The investigation of molecular characterization of presumptive Listeria monocytogenes isolates from a foodprocessing environment

Background: Listeria is a Grampositive, nonspore forming, facultative anaerobic intracellular bacterium. The most important pathogens in mammals include Listeria monocytogenes and Listeria ivanovii. The former generally causes disease and death in both humans and animals while the latter performs sporadically and primarily causes illness in ruminants. Aims: The aim of this project was to use conventional and molecular techniques to determine whether the provided samples were L. monocytogenes, and whether they were genetically similar or different. Methods: The provided presumptive Listeria cultures isolated from industrial processed food are conventionally assumed to be L. monocytogenes. All samples were cultured on brain heart infusion agar and broth first and then on blood agar. Later, hly gene amplification was applied.
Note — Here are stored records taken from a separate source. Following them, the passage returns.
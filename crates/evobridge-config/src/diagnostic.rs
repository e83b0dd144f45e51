// SPDX-FileCopyrightText: 2026 Evobridge Contributors
// SPDX-License-Identifier: MIT OR Apache-2.0

//! Converts figment errors into miette diagnostics.
//!
//! Unknown keys get a "did you mean?" suggestion (Jaro-Winkler) and, when
//! the offending file can be read, a labelled source span.

#![allow(unused_assignments)] // miette's Diagnostic derive generates code triggering this lint

use miette::{Diagnostic, NamedSource, SourceSpan};
use thiserror::Error;

/// Minimum Jaro-Winkler similarity for a key to be suggested.
const SUGGESTION_THRESHOLD: f64 = 0.75;

/// A configuration error with enough context for miette to render it.
#[derive(Debug, Error, Diagnostic)]
pub enum ConfigError {
    #[error("unknown configuration key `{key}`")]
    #[diagnostic(
        code(evobridge::config::unknown_key),
        help("{}", unknown_key_help(suggestion.as_deref(), valid_keys))
    )]
    UnknownKey {
        key: String,
        /// Closest valid key, if any is similar enough.
        suggestion: Option<String>,
        /// Comma-separated valid keys for the section.
        valid_keys: String,
        #[label("this key is not recognized")]
        span: Option<SourceSpan>,
        #[source_code]
        src: Option<NamedSource<String>>,
    },

    #[error("invalid type for key `{key}`: {detail}")]
    #[diagnostic(code(evobridge::config::invalid_type), help("expected {expected}"))]
    InvalidType {
        key: String,
        detail: String,
        expected: String,
    },

    #[error("missing required key `{key}`")]
    #[diagnostic(
        code(evobridge::config::missing_key),
        help("add `{key} = <value>` to evobridge.toml or set the matching EVOBRIDGE_* variable")
    )]
    MissingKey { key: String },

    #[error("validation error: {message}")]
    #[diagnostic(code(evobridge::config::validation))]
    Validation { message: String },

    #[error("configuration error: {0}")]
    #[diagnostic(code(evobridge::config::other))]
    Other(String),
}

fn unknown_key_help(suggestion: Option<&str>, valid_keys: &str) -> String {
    match suggestion {
        Some(s) => format!("did you mean `{s}`? Valid keys: {valid_keys}"),
        None => format!("valid keys: {valid_keys}"),
    }
}

/// Convert a `figment::Error` (which may hold several errors) into diagnostics.
///
/// `toml_sources` are `(path, content)` pairs used to resolve source spans.
pub fn figment_to_config_errors(
    err: figment::Error,
    toml_sources: &[(String, String)],
) -> Vec<ConfigError> {
    use figment::error::Kind;

    err.into_iter()
        .map(|error| {
            let dotted_path = error.path.join(".");
            match &error.kind {
                Kind::UnknownField(field, expected) => {
                    let (span, src) = locate_key(&error, field, toml_sources);
                    ConfigError::UnknownKey {
                        key: field.clone(),
                        suggestion: suggest_key(field, expected),
                        valid_keys: expected.join(", "),
                        span,
                        src,
                    }
                }
                Kind::MissingField(field) => ConfigError::MissingKey {
                    key: if dotted_path.is_empty() {
                        field.to_string()
                    } else {
                        format!("{dotted_path}.{field}")
                    },
                },
                Kind::InvalidType(actual, expected) => ConfigError::InvalidType {
                    key: dotted_path,
                    detail: format!("found {actual}, expected {expected}"),
                    expected: expected.to_string(),
                },
                _ => ConfigError::Other(error.to_string()),
            }
        })
        .collect()
}

/// Resolve the span of `field` in whichever file figment attributed the error to.
fn locate_key(
    error: &figment::error::Error,
    field: &str,
    toml_sources: &[(String, String)],
) -> (Option<SourceSpan>, Option<NamedSource<String>>) {
    let origin = match error.metadata.as_ref().and_then(|m| m.source.as_ref()) {
        Some(figment::Source::File(path)) => path.display().to_string(),
        _ => return (None, None),
    };

    let same_file = |p: &str| {
        p == origin
            || matches!(
                (std::fs::canonicalize(p), std::fs::canonicalize(&origin)),
                (Ok(a), Ok(b)) if a == b
            )
    };
    let Some((path, content)) = toml_sources.iter().find(|(p, _)| same_file(p)) else {
        return (None, None);
    };

    match find_key_offset(content, &error.path, field) {
        Some(offset) => (
            Some(SourceSpan::new(offset.into(), field.len())),
            Some(NamedSource::new(path, content.clone())),
        ),
        None => (None, None),
    }
}

/// Byte offset of `field` in TOML `content`, searching after the `[section]`
/// header named by the first element of `path` (or from the start when empty).
pub fn find_key_offset(content: &str, path: &[String], field: &str) -> Option<usize> {
    let start = match path.first() {
        Some(section) => {
            let header = format!("[{section}]");
            content.find(&header)? + header.len()
        }
        None => 0,
    };

    let mut offset = start;
    for line in content[start..].split_inclusive('\n') {
        let trimmed = line.trim_start();
        if let Some(after) = trimmed.strip_prefix(field)
            && after.trim_start().starts_with('=')
        {
            return Some(offset + (line.len() - trimmed.len()));
        }
        offset += line.len();
    }
    None
}

/// Best-matching valid key above the similarity threshold.
pub fn suggest_key(unknown: &str, valid_keys: &[&str]) -> Option<String> {
    valid_keys
        .iter()
        .map(|key| (strsim::jaro_winkler(unknown, key), *key))
        .filter(|(score, _)| *score > SUGGESTION_THRESHOLD)
        .max_by(|a, b| a.0.total_cmp(&b.0))
        .map(|(_, key)| key.to_string())
}

/// Render diagnostics to stderr with miette's graphical handler.
pub fn render_errors(errors: &[ConfigError]) {
    use miette::GraphicalReportHandler;

    let handler = GraphicalReportHandler::new();
    for error in errors {
        let mut buf = String::new();
        match handler.render_report(&mut buf, error as &dyn Diagnostic) {
            Ok(()) => eprint!("{buf}"),
            Err(_) => eprintln!("Error: {error}"),
        }
    }
}
// SPDX-FileCopyrightText: 2026 Evobridge Contributors
// SPDX-License-Identifier: MIT OR Apache-2.0

//! Post-deserialization validation for configuration values.
//!
//! Validates semantic constraints that cannot be expressed via serde attributes,
//! such as non-zero intervals, parseable URLs and bind addresses.

use crate::diagnostic::ConfigError;
use crate::model::EvobridgeConfig;

/// Validate a deserialized configuration for semantic correctness.
///
/// Returns `Ok(())` if all validations pass, or `Err(Vec<ConfigError>)` with
/// all collected validation errors (does not fail fast).
pub fn validate_config(config: &EvobridgeConfig) -> Result<(), Vec<ConfigError>> {
    let mut errors = Vec::new();
    let mut fail = |message: String| errors.push(ConfigError::Validation { message });

    if config.storage.database_path.trim().is_empty() {
        fail("storage.database_path must not be empty".to_string());
    }

    let api_url = config.evolution.api_url.trim();
    if !(api_url.starts_with("http://") || api_url.starts_with("https://")) {
        fail(format!(
            "evolution.api_url `{api_url}` must start with http:// or https://"
        ));
    }
    if !config.evolution.health_path.starts_with('/') {
        fail(format!(
            "evolution.health_path `{}` must start with `/`",
            config.evolution.health_path
        ));
    }
    if config.evolution.state_timeout_secs == 0 {
        fail("evolution.state_timeout_secs must be greater than 0".to_string());
    }
    if config.evolution.request_timeout_secs == 0 {
        fail("evolution.request_timeout_secs must be greater than 0".to_string());
    }

    let sup = &config.supervisor;
    for (name, value) in [
        ("check_interval_secs", sup.check_interval_secs),
        ("health_interval_secs", sup.health_interval_secs),
        ("reset_interval_secs", sup.reset_interval_secs),
        ("stale_after_secs", sup.stale_after_secs),
        ("monitor_window_secs", sup.monitor_window_secs),
        ("remediation_timeout_secs", sup.remediation_timeout_secs),
    ] {
        if value == 0 {
            fail(format!("supervisor.{name} must be greater than 0"));
        }
    }
    if sup.max_retries == 0 {
        fail("supervisor.max_retries must be at least 1".to_string());
    }
    if sup.event_buffer == 0 {
        fail("supervisor.event_buffer must be at least 1".to_string());
    }

    if config.gateway.enabled {
        let host = config.gateway.host.trim();
        let is_valid_ip = host.parse::<std::net::IpAddr>().is_ok();
        let is_valid_hostname = !host.is_empty()
            && host
                .chars()
                .all(|c| c.is_alphanumeric() || c == '.' || c == '-');
        if !is_valid_ip && !is_valid_hostname {
            fail(format!(
                "gateway.host `{host}` is not a valid IP address or hostname"
            ));
        }
        if config
            .gateway
            .bearer_token
            .as_deref()
            .is_some_and(|t| t.trim().is_empty())
        {
            fail("gateway.bearer_token must not be empty when set".to_string());
        }
    }

    if errors.is_empty() {
        Ok(())
    } else {
        Err(errors)
    }
}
Results: The provided culture phenotypically resembled L. monocytogenes as it caused haemolysis on blood agar plates; however, the absence of the hly gene revealed that they were genotypically different. 16S rRNA confirmed three species of Listeria species including L. grayi, L. welshimeri and L. ivanovii. The results from 16S rRNA sequencing confirmed the results obtained from hly gene amplification. Conclusion: Enterobacterial repetitive intergenic consensus polymerase chain reaction (ERIC PCR) confirmed that all bacterial cultures were isolated from different sources depending on their ERIC PCR profile variation.